(Saved entries)
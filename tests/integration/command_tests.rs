use super::*;
use zenwatch::CommandHandler;

#[tokio::test]
async fn test_register_then_poll_picks_up_entry() {
    let db = test_database().await;
    let commands = CommandHandler::new(db.registry());

    let reply = commands.register("U1", "chan-9", "figure A").await.unwrap();
    assert_eq!(reply, "Registered alert for **figure A**!");

    let adapter = QueryAdapter::new("s1", |_| Ok(vec![listing("s1", "1", "hit")]));
    let notifier = Arc::new(RecordingNotifier::default());
    let scheduler = scheduler_over(&db, vec![adapter], Arc::clone(&notifier));

    scheduler.run_cycle().await;
    assert_eq!(notifier.recorded()[0].0, "chan-9");
}

#[tokio::test]
async fn test_unregister_removes_entry_from_polling() {
    let db = test_database().await;
    let commands = CommandHandler::new(db.registry());

    commands.register("U1", "chan-1", "figure A").await.unwrap();
    commands.unregister("U1", "figure A").await.unwrap();

    let adapter = QueryAdapter::new("s1", |_| Ok(vec![listing("s1", "1", "hit")]));
    let notifier = Arc::new(RecordingNotifier::default());
    let scheduler = scheduler_over(&db, vec![adapter], Arc::clone(&notifier));

    let report = scheduler.run_cycle().await;
    assert_eq!(report.entries, 0);
    assert_eq!(report.fetches, 0);
    assert!(notifier.recorded().is_empty());
}

#[tokio::test]
async fn test_command_validation_replies() {
    let db = test_database().await;
    let commands = CommandHandler::new(db.registry());

    commands.register("U1", "chan-1", "figure A").await.unwrap();

    let reply = commands.register("U1", "chan-1", "figure A").await.unwrap();
    assert_eq!(reply, "Alert for **figure A** already exists!");

    let reply = commands.unregister("U1", "other").await.unwrap();
    assert_eq!(reply, "Alert for **other** does not exist!");

    let reply = commands.list_alerts("someone-else").await.unwrap();
    assert_eq!(reply, "You have no alerts!");

    let reply = commands.list_alerts("U1").await.unwrap();
    assert_eq!(reply, "figure A");
}
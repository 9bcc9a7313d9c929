use chrono::Utc;
use sqlx::SqlitePool;

use crate::models::AnnouncedRecord;
use crate::utils::error::StoreError;

/// The dedup gate: a persisted set of `(source_id, item_id)` pairs that have
/// already been announced. The insert is the single source of truth for
/// "first sighting"; callers never do a separate read-then-write.
#[derive(Clone)]
pub struct DedupStore {
    pool: SqlitePool,
}

impl DedupStore {
    pub fn new(pool: SqlitePool) -> Self {
        Self { pool }
    }

    /// Pure lookup, no side effect.
    pub async fn is_announced(&self, source_id: &str, item_id: &str) -> Result<bool, StoreError> {
        let row: Option<(i64,)> = sqlx::query_as(
            "SELECT 1 FROM announced_items WHERE source_id = ? AND item_id = ?",
        )
        .bind(source_id)
        .bind(item_id)
        .fetch_optional(&self.pool)
        .await?;

        Ok(row.is_some())
    }

    /// Atomic insert-if-absent. Returns `true` exactly once per key; repeat
    /// calls succeed idempotently and return `false`. Safe under concurrent
    /// invocation with the same key: the primary key arbitrates the race.
    pub async fn mark_announced(&self, source_id: &str, item_id: &str) -> Result<bool, StoreError> {
        let result = sqlx::query(
            "INSERT OR IGNORE INTO announced_items (source_id, item_id, announced_at) \
             VALUES (?, ?, ?)",
        )
        .bind(source_id)
        .bind(item_id)
        .bind(Utc::now())
        .execute(&self.pool)
        .await?;

        Ok(result.rows_affected() == 1)
    }

    /// Full record for an announced item, if any. Diagnostic lookup; the
    /// polling path only needs `is_announced`/`mark_announced`.
    pub async fn record(
        &self,
        source_id: &str,
        item_id: &str,
    ) -> Result<Option<AnnouncedRecord>, StoreError> {
        let record = sqlx::query_as::<_, AnnouncedRecord>(
            "SELECT source_id, item_id, announced_at \
             FROM announced_items WHERE source_id = ? AND item_id = ?",
        )
        .bind(source_id)
        .bind(item_id)
        .fetch_optional(&self.pool)
        .await?;

        Ok(record)
    }
}
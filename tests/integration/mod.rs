// Integration tests for zenwatch
// These tests verify that all components work together correctly

pub mod command_tests;
pub mod scheduler_tests;

use std::sync::{Arc, Mutex};
use std::time::Duration;

use async_trait::async_trait;
use zenwatch::models::{NewWatchEntry, NormalizedItem};
use zenwatch::notify::Notifier;
use zenwatch::scheduler::{PollScheduler, PollSettings};
use zenwatch::sources::SourceAdapter;
use zenwatch::store::Database;
use zenwatch::utils::error::{DeliveryError, FetchError};

/// Adapter whose behavior is scripted per query.
pub struct QueryAdapter {
    id: &'static str,
    respond: Box<dyn Fn(&str) -> Result<Vec<NormalizedItem>, FetchError> + Send + Sync>,
}

impl QueryAdapter {
    pub fn new(
        id: &'static str,
        respond: impl Fn(&str) -> Result<Vec<NormalizedItem>, FetchError> + Send + Sync + 'static,
    ) -> Arc<Self> {
        Arc::new(Self {
            id,
            respond: Box::new(respond),
        })
    }
}

#[async_trait]
impl SourceAdapter for QueryAdapter {
    fn id(&self) -> &'static str {
        self.id
    }

    async fn fetch(&self, query: &str) -> Result<Vec<NormalizedItem>, FetchError> {
        (self.respond)(query)
    }
}

/// Notifier that records deliveries instead of talking to a transport.
#[derive(Default)]
pub struct RecordingNotifier {
    deliveries: Mutex<Vec<(String, String, String)>>, // (channel, item, title)
}

impl RecordingNotifier {
    pub fn recorded(&self) -> Vec<(String, String, String)> {
        self.deliveries.lock().unwrap().clone()
    }
}

#[async_trait]
impl Notifier for RecordingNotifier {
    async fn deliver(&self, channel_id: &str, item: &NormalizedItem) -> Result<(), DeliveryError> {
        self.deliveries.lock().unwrap().push((
            channel_id.to_string(),
            item.item_id.clone(),
            item.title.clone(),
        ));
        Ok(())
    }
}

pub fn listing(source: &str, item_id: &str, title: &str) -> NormalizedItem {
    NormalizedItem {
        source_id: source.to_string(),
        item_id: item_id.to_string(),
        title: title.to_string(),
        url: format!("https://zenmarket.jp/en/product.aspx?itemCode={item_id}"),
        image_url: None,
        price: None,
        raw: None,
    }
}

pub fn test_settings() -> PollSettings {
    PollSettings {
        check_interval: Duration::from_secs(60),
        fetch_timeout: Duration::from_secs(2),
        max_concurrent_fetches: 4,
    }
}

pub async fn test_database() -> Database {
    Database::connect_in_memory()
        .await
        .expect("in-memory database")
}

pub async fn register(db: &Database, owner: &str, channel: &str, query: &str) {
    db.registry()
        .create(NewWatchEntry {
            owner_id: owner.to_string(),
            channel_id: channel.to_string(),
            query: query.to_string(),
        })
        .await
        .expect("watch entry");
}

pub fn scheduler_over(
    db: &Database,
    adapters: Vec<Arc<dyn SourceAdapter>>,
    notifier: Arc<RecordingNotifier>,
) -> PollScheduler {
    PollScheduler::new(
        db.registry(),
        db.dedup(),
        adapters,
        notifier,
        None,
        test_settings(),
    )
}
use chrono::{DateTime, Utc};
use serde::{Deserialize, Serialize};
use sqlx::FromRow;

use crate::models::generate_id;

/// A standing request to be notified of new listings matching a query.
/// Unique on `(owner_id, query)`; owned by the watch registry and read-only
/// to the poll scheduler.
#[derive(Debug, Clone, Serialize, Deserialize, FromRow, PartialEq)]
pub struct WatchEntry {
    pub id: String,
    /// Chat-platform user who registered the alert.
    pub owner_id: String,
    /// Delivery target: the channel the alert was registered from.
    pub channel_id: String,
    /// The marketplace search query, verbatim.
    pub query: String,
    pub created_at: DateTime<Utc>,
}

#[derive(Debug, Clone, Serialize, Deserialize)]
pub struct NewWatchEntry {
    pub owner_id: String,
    pub channel_id: String,
    pub query: String,
}

impl WatchEntry {
    pub fn new(new_entry: NewWatchEntry) -> Self {
        Self {
            id: generate_id(),
            owner_id: new_entry.owner_id,
            channel_id: new_entry.channel_id,
            query: new_entry.query,
            created_at: Utc::now(),
        }
    }
}
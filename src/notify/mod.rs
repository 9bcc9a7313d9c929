use async_trait::async_trait;

use crate::models::NormalizedItem;
use crate::utils::error::DeliveryError;

pub mod discord;

pub use discord::DiscordNotifier;

/// Delivery seam between the scheduler and the chat platform. Ordering
/// across items within one cycle is not guaranteed and not required.
#[async_trait]
pub trait Notifier: Send + Sync {
    /// Format and send one item to a transport-level target (here, a
    /// channel id). Missing optional fields are formatted gracefully,
    /// never a failure.
    async fn deliver(&self, channel_id: &str, item: &NormalizedItem) -> Result<(), DeliveryError>;
}
use config::{Config, ConfigError, Environment, File};
use serde::{Deserialize, Serialize};
use std::env;

use crate::sources::KNOWN_SOURCES;

#[derive(Debug, Clone, Serialize, Deserialize, Default)]
#[serde(default)]
pub struct AppConfig {
    pub database: DatabaseConfig,
    pub scheduler: SchedulerConfig,
    pub sources: SourcesConfig,
    pub discord: DiscordConfig,
    pub translation: TranslationConfig,
}

#[derive(Debug, Clone, Serialize, Deserialize)]
#[serde(default)]
pub struct DatabaseConfig {
    pub url: String,
    pub max_connections: u32,
}

impl Default for DatabaseConfig {
    fn default() -> Self {
        Self {
            url: "sqlite:alerts.db".to_string(),
            max_connections: 5,
        }
    }
}

#[derive(Debug, Clone, Serialize, Deserialize)]
#[serde(default)]
pub struct SchedulerConfig {
    /// Seconds between poll cycles.
    pub check_interval_secs: u64,
    /// Cap on concurrent adapter calls per cycle.
    pub max_concurrent_fetches: usize,
    /// Upper bound on a single adapter call.
    pub fetch_timeout_secs: u64,
}

impl Default for SchedulerConfig {
    fn default() -> Self {
        Self {
            check_interval_secs: 60,
            max_concurrent_fetches: 4,
            fetch_timeout_secs: 15,
        }
    }
}

#[derive(Debug, Clone, Serialize, Deserialize)]
#[serde(default)]
pub struct SourcesConfig {
    /// Source identifiers to poll; see `sources::KNOWN_SOURCES`.
    pub enabled: Vec<String>,
}

impl Default for SourcesConfig {
    fn default() -> Self {
        Self {
            enabled: KNOWN_SOURCES.iter().map(|s| s.to_string()).collect(),
        }
    }
}

#[derive(Debug, Clone, Serialize, Deserialize, Default)]
#[serde(default)]
pub struct DiscordConfig {
    /// Bot token; falls back to the BOT_TOKEN environment variable.
    pub bot_token: Option<String>,
}

#[derive(Debug, Clone, Serialize, Deserialize)]
#[serde(default)]
pub struct TranslationConfig {
    pub enabled: bool,
    pub source_lang: String,
    pub target_lang: String,
    pub timeout_secs: u64,
}

impl Default for TranslationConfig {
    fn default() -> Self {
        Self {
            enabled: true,
            source_lang: "ja".to_string(),
            target_lang: "en".to_string(),
            timeout_secs: 10,
        }
    }
}

impl AppConfig {
    pub fn from_env() -> Result<Self, ConfigError> {
        let run_mode = env::var("RUN_MODE").unwrap_or_else(|_| "development".into());

        let s = Config::builder()
            // Optional configuration files; defaults cover a bare environment
            .add_source(File::with_name("config/default").required(false))
            .add_source(File::with_name(&format!("config/{}", run_mode)).required(false))
            .add_source(File::with_name("config/local").required(false))
            // Environment overrides, e.g. ZENWATCH__SCHEDULER__CHECK_INTERVAL_SECS
            .add_source(Environment::with_prefix("ZENWATCH").separator("__"))
            .build()?;

        let mut config: AppConfig = s.try_deserialize()?;

        // Bot token fallback kept compatible with the original deployment
        if config.discord.bot_token.is_none() {
            config.discord.bot_token = env::var("BOT_TOKEN").ok();
        }

        config.validate()?;
        Ok(config)
    }

    pub fn validate(&self) -> Result<(), ConfigError> {
        if self.database.max_connections == 0 {
            return Err(ConfigError::Message(
                "database.max_connections must be greater than 0".into(),
            ));
        }

        if self.scheduler.check_interval_secs == 0 {
            return Err(ConfigError::Message(
                "scheduler.check_interval_secs must be greater than 0".into(),
            ));
        }

        if self.scheduler.max_concurrent_fetches == 0 {
            return Err(ConfigError::Message(
                "scheduler.max_concurrent_fetches must be greater than 0".into(),
            ));
        }

        if self.scheduler.fetch_timeout_secs == 0 {
            return Err(ConfigError::Message(
                "scheduler.fetch_timeout_secs must be greater than 0".into(),
            ));
        }

        if self.sources.enabled.is_empty() {
            return Err(ConfigError::Message(
                "sources.enabled must name at least one source".into(),
            ));
        }

        for source in &self.sources.enabled {
            if !KNOWN_SOURCES.contains(&source.as_str()) {
                return Err(ConfigError::Message(format!(
                    "unknown source \"{source}\" in sources.enabled (known: {})",
                    KNOWN_SOURCES.join(", ")
                )));
            }
        }

        if self.translation.enabled
            && (self.translation.source_lang.is_empty() || self.translation.target_lang.is_empty())
        {
            return Err(ConfigError::Message(
                "translation languages must not be empty".into(),
            ));
        }

        Ok(())
    }
}
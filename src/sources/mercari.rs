use async_trait::async_trait;
use reqwest::Client;
use tracing::debug;
use url::Url;

use crate::models::NormalizedItem;
use crate::sources::{Envelope, SourceAdapter, decode_items, normalize_item};
use crate::utils::error::FetchError;

pub const SOURCE_ID: &str = "mercari";

const DEFAULT_BASE: &str = "https://zenmarket.jp";

/// Mercari listings via ZenMarket's search proxy.
pub struct MercariAdapter {
    client: Client,
    base: String,
}

impl MercariAdapter {
    pub fn new(client: Client) -> Self {
        Self::with_base_url(client, DEFAULT_BASE)
    }

    /// Base URL override, without trailing slash. Used by tests.
    pub fn with_base_url(client: Client, base: impl Into<String>) -> Self {
        Self {
            client,
            base: base.into(),
        }
    }

    fn product_url(&self, item_code: &str) -> String {
        format!("{}/en/mercariproduct.aspx?itemCode={}", self.base, item_code)
    }
}

#[async_trait]
impl SourceAdapter for MercariAdapter {
    fn id(&self) -> &'static str {
        SOURCE_ID
    }

    async fn fetch(&self, query: &str) -> Result<Vec<NormalizedItem>, FetchError> {
        let endpoint = Url::parse_with_params(
            &format!("{}/en/mercari.aspx/getProducts", self.base),
            &[("q", query), ("sort", "new"), ("order", "desc")],
        )
        .map_err(|e| FetchError::Payload(format!("invalid endpoint URL: {e}")))?;

        let envelope: Envelope = self
            .client
            .post(endpoint)
            .json(&serde_json::json!({ "page": 1 }))
            .send()
            .await?
            .error_for_status()?
            .json()
            .await?;

        let items = decode_items(&envelope.d)?
            .iter()
            .filter_map(|raw| {
                let item = normalize_item(SOURCE_ID, raw, |code| self.product_url(code));
                if item.is_none() {
                    debug!(source = SOURCE_ID, "skipping listing without item code");
                }
                item
            })
            .collect();

        Ok(items)
    }
}
pub mod error;
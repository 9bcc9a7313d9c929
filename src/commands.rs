use crate::models::NewWatchEntry;
use crate::store::WatchRegistry;
use crate::utils::error::{RegistryError, StoreError};

/// Thin command front-end over the watch registry, exposed to the chat
/// platform collaborator. Validation outcomes (duplicate, missing) become
/// direct replies; only persistence failures propagate to the transport.
#[derive(Clone)]
pub struct CommandHandler {
    registry: WatchRegistry,
}

impl CommandHandler {
    pub fn new(registry: WatchRegistry) -> Self {
        Self { registry }
    }

    pub async fn register(
        &self,
        owner_id: &str,
        channel_id: &str,
        query: &str,
    ) -> Result<String, StoreError> {
        let result = self
            .registry
            .create(NewWatchEntry {
                owner_id: owner_id.to_string(),
                channel_id: channel_id.to_string(),
                query: query.to_string(),
            })
            .await;

        match result {
            Ok(entry) => Ok(format!("Registered alert for **{}**!", entry.query)),
            Err(err) => validation_reply(err),
        }
    }

    pub async fn unregister(&self, owner_id: &str, query: &str) -> Result<String, StoreError> {
        match self.registry.delete(owner_id, query).await {
            Ok(()) => Ok(format!("Unregistered alert for **{query}**!")),
            Err(err) => validation_reply(err),
        }
    }

    pub async fn list_alerts(&self, owner_id: &str) -> Result<String, StoreError> {
        let entries = self.registry.list_for_owner(owner_id).await?;

        if entries.is_empty() {
            return Ok("You have no alerts!".to_string());
        }

        Ok(entries
            .iter()
            .map(|entry| entry.query.as_str())
            .collect::<Vec<_>>()
            .join("\n"))
    }
}

/// Registry validation outcomes become direct replies; only persistence
/// failures propagate.
fn validation_reply(err: RegistryError) -> Result<String, StoreError> {
    match err {
        RegistryError::Duplicate { query } => Ok(format!("Alert for **{query}** already exists!")),
        RegistryError::NotFound { query } => Ok(format!("Alert for **{query}** does not exist!")),
        RegistryError::Store(e) => Err(e),
    }
}

#[cfg(test)]
mod tests {
    use super::*;
    use crate::store::Database;

    async fn handler() -> CommandHandler {
        CommandHandler::new(Database::connect_in_memory().await.unwrap().registry())
    }

    #[tokio::test]
    async fn test_register_and_duplicate_reply() {
        let commands = handler().await;

        let reply = commands.register("U1", "chan-1", "figure A").await.unwrap();
        assert_eq!(reply, "Registered alert for **figure A**!");

        let reply = commands.register("U1", "chan-1", "figure A").await.unwrap();
        assert_eq!(reply, "Alert for **figure A** already exists!");
    }

    #[tokio::test]
    async fn test_unregister_replies() {
        let commands = handler().await;

        let reply = commands.unregister("U1", "figure A").await.unwrap();
        assert_eq!(reply, "Alert for **figure A** does not exist!");

        commands.register("U1", "chan-1", "figure A").await.unwrap();
        let reply = commands.unregister("U1", "figure A").await.unwrap();
        assert_eq!(reply, "Unregistered alert for **figure A**!");
    }

    #[tokio::test]
    async fn test_list_alerts() {
        let commands = handler().await;

        assert_eq!(commands.list_alerts("U1").await.unwrap(), "You have no alerts!");

        commands.register("U1", "chan-1", "figure A").await.unwrap();
        commands.register("U1", "chan-1", "figure B").await.unwrap();
        commands.register("U2", "chan-2", "figure C").await.unwrap();

        assert_eq!(commands.list_alerts("U1").await.unwrap(), "figure A\nfigure B");
    }
}
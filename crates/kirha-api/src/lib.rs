//! Client for the Kirha search/planning API.
//!
//! Three operations, each one HTTP POST with a bearer credential:
//! - `search`: natural-language search within a vertical
//! - `create_plan`: build a search plan for later execution
//! - `run_plan`: execute a previously created plan
//!
//! The credential is supplied per call, not at construction, because the
//! gateway resolves an effective key per request (header override falling
//! back to the configured default).

mod client;
mod types;

pub use client::{DEFAULT_BASE_URL, KirhaApiError, KirhaClient, KirhaClientOptions};
pub use types::{CreatePlanRequest, RunPlanRequest, SearchRequest, SummarizationOptions};
//! Streamable HTTP entry points.
//!
//! Thin adapters between axum and the session manager: extract the session
//! id and credential headers, parse the body, and translate outcomes into
//! HTTP responses. Session errors become `400` with a JSON-RPC error
//! envelope; internal faults become `500`; everything else is the session's
//! own response.

use std::convert::Infallible;
use std::net::SocketAddr;
use std::sync::Arc;

use anyhow::Context as _;
use axum::body::Body;
use axum::extract::State;
use axum::http::{HeaderMap, HeaderValue, StatusCode};
use axum::response::sse::{Event, KeepAlive, Sse};
use axum::response::{IntoResponse, Response};
use axum::routing::{get, post};
use axum::{Json, Router};
use kirha_mcp::{JsonRpcMessage, JsonRpcResponse, RequestContext};
use serde_json::Value;
use tokio_stream::StreamExt as _;
use tokio_stream::wrappers::ReceiverStream;
use tower_http::trace::TraceLayer;
use tracing::info;

use crate::session::{PostOutcome, SessionError, SessionManager};

#[derive(Clone)]
struct HttpState {
    manager: Arc<SessionManager>,
}

pub fn router(manager: Arc<SessionManager>) -> Router {
    Router::new()
        .route("/mcp", post(post_mcp).get(get_mcp).delete(delete_mcp))
        .route("/health", get(health))
        .layer(TraceLayer::new_for_http())
        .with_state(HttpState { manager })
}

pub async fn serve(addr: SocketAddr, manager: Arc<SessionManager>) -> anyhow::Result<()> {
    let app = router(manager);

    info!(addr = %addr, "starting MCP HTTP server");
    let listener = tokio::net::TcpListener::bind(addr)
        .await
        .with_context(|| format!("bind {addr}"))?;
    axum::serve(listener, app)
        .with_graceful_shutdown(shutdown_signal())
        .await?;
    Ok(())
}

async fn shutdown_signal() {
    let _ = tokio::signal::ctrl_c().await;
    info!("received shutdown signal");
}

async fn health() -> Json<Value> {
    Json(serde_json::json!({ "status": "ok" }))
}

async fn post_mcp(State(st): State<HttpState>, headers: HeaderMap, body: String) -> Response {
    let ctx = request_context(&headers);
    let session_id = header_str(&headers, "mcp-session-id");

    let val: Value = match serde_json::from_str(&body) {
        Ok(v) => v,
        Err(_) => return error_response(StatusCode::BAD_REQUEST, -32700, "parse error"),
    };

    if val.is_array() {
        return error_response(StatusCode::BAD_REQUEST, -32600, "batching not supported");
    }

    let msg: JsonRpcMessage = match serde_json::from_value(val) {
        Ok(m) => m,
        Err(_) => return error_response(StatusCode::BAD_REQUEST, -32600, "invalid request"),
    };

    match st.manager.handle_post(session_id, &ctx, msg).await {
        Ok(PostOutcome::Response {
            response,
            new_session,
        }) => jsonrpc_http_response(response, new_session.as_deref().or(session_id)),
        Ok(PostOutcome::Accepted) => StatusCode::ACCEPTED.into_response(),
        Err(e @ SessionError::InvalidSession) => {
            error_response(StatusCode::BAD_REQUEST, -32000, &e.to_string())
        }
        Err(SessionError::StreamingUnsupported) => {
            error_response(StatusCode::INTERNAL_SERVER_ERROR, -32603, "internal error")
        }
    }
}

/// Resume (or open) the event stream for an existing session. No body parse
/// is attempted: a missing or unknown session id fails immediately.
async fn get_mcp(State(st): State<HttpState>, headers: HeaderMap) -> Response {
    let session_id = header_str(&headers, "mcp-session-id");
    let last_event_id =
        header_str(&headers, "last-event-id").and_then(|s| s.trim().parse::<u64>().ok());

    match st.manager.handle_resume(session_id, last_event_id).await {
        Ok(stream) => {
            let events = tokio_stream::iter(stream.replayed)
                .chain(ReceiverStream::new(stream.live))
                .map(|ev| {
                    Ok::<_, Infallible>(Event::default().id(ev.id.to_string()).data(ev.data))
                });
            Sse::new(events)
                .keep_alive(KeepAlive::default())
                .into_response()
        }
        Err(e @ SessionError::InvalidSession) => {
            error_response(StatusCode::BAD_REQUEST, -32000, &e.to_string())
        }
        Err(e @ SessionError::StreamingUnsupported) => {
            (StatusCode::METHOD_NOT_ALLOWED, e.to_string()).into_response()
        }
    }
}

/// Explicit session termination. Idempotent: deleting an unknown session is
/// still a 202.
async fn delete_mcp(State(st): State<HttpState>, headers: HeaderMap) -> Response {
    let Some(sid) = header_str(&headers, "mcp-session-id") else {
        return error_response(StatusCode::BAD_REQUEST, -32000, "missing mcp-session-id");
    };
    st.manager.teardown(sid).await;
    StatusCode::ACCEPTED.into_response()
}

fn request_context(headers: &HeaderMap) -> RequestContext {
    RequestContext {
        api_key_override: header_str(headers, "x-kirha-api-key").map(str::to_string),
    }
}

fn header_str<'a>(headers: &'a HeaderMap, name: &str) -> Option<&'a str> {
    headers.get(name).and_then(|h| h.to_str().ok())
}

fn error_response(status: StatusCode, code: i64, message: &str) -> Response {
    let body = serde_json::json!({
        "jsonrpc": "2.0",
        "error": { "code": code, "message": message },
        "id": null,
    });
    (status, Json(body)).into_response()
}

fn jsonrpc_http_response(resp: JsonRpcResponse, session_id: Option<&str>) -> Response {
    let Ok(body) = serde_json::to_string(&resp) else {
        return error_response(StatusCode::INTERNAL_SERVER_ERROR, -32603, "internal error");
    };

    let mut builder = Response::builder()
        .status(StatusCode::OK)
        .header("content-type", "application/json");

    if let Some(sid) = session_id
        && let Ok(v) = HeaderValue::from_str(sid)
    {
        builder = builder.header("mcp-session-id", v);
    }

    builder
        .body(Body::from(body))
        .unwrap_or_else(|_| StatusCode::INTERNAL_SERVER_ERROR.into_response())
}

What is needed » Write out only what runs from the line holding "if let Some(sid) = session_id" through the last line of the records, exactly as shown.

Exercise output »
    if let Some(sid) = session_id
        && let Ok(v) = HeaderValue::from_str(sid)
    {
        builder = builder.header("mcp-session-id", v);
    }

    builder
        .body(Body::from(body))
        .unwrap_or_else(|_| StatusCode::INTERNAL_SERVER_ERROR.into_response())
}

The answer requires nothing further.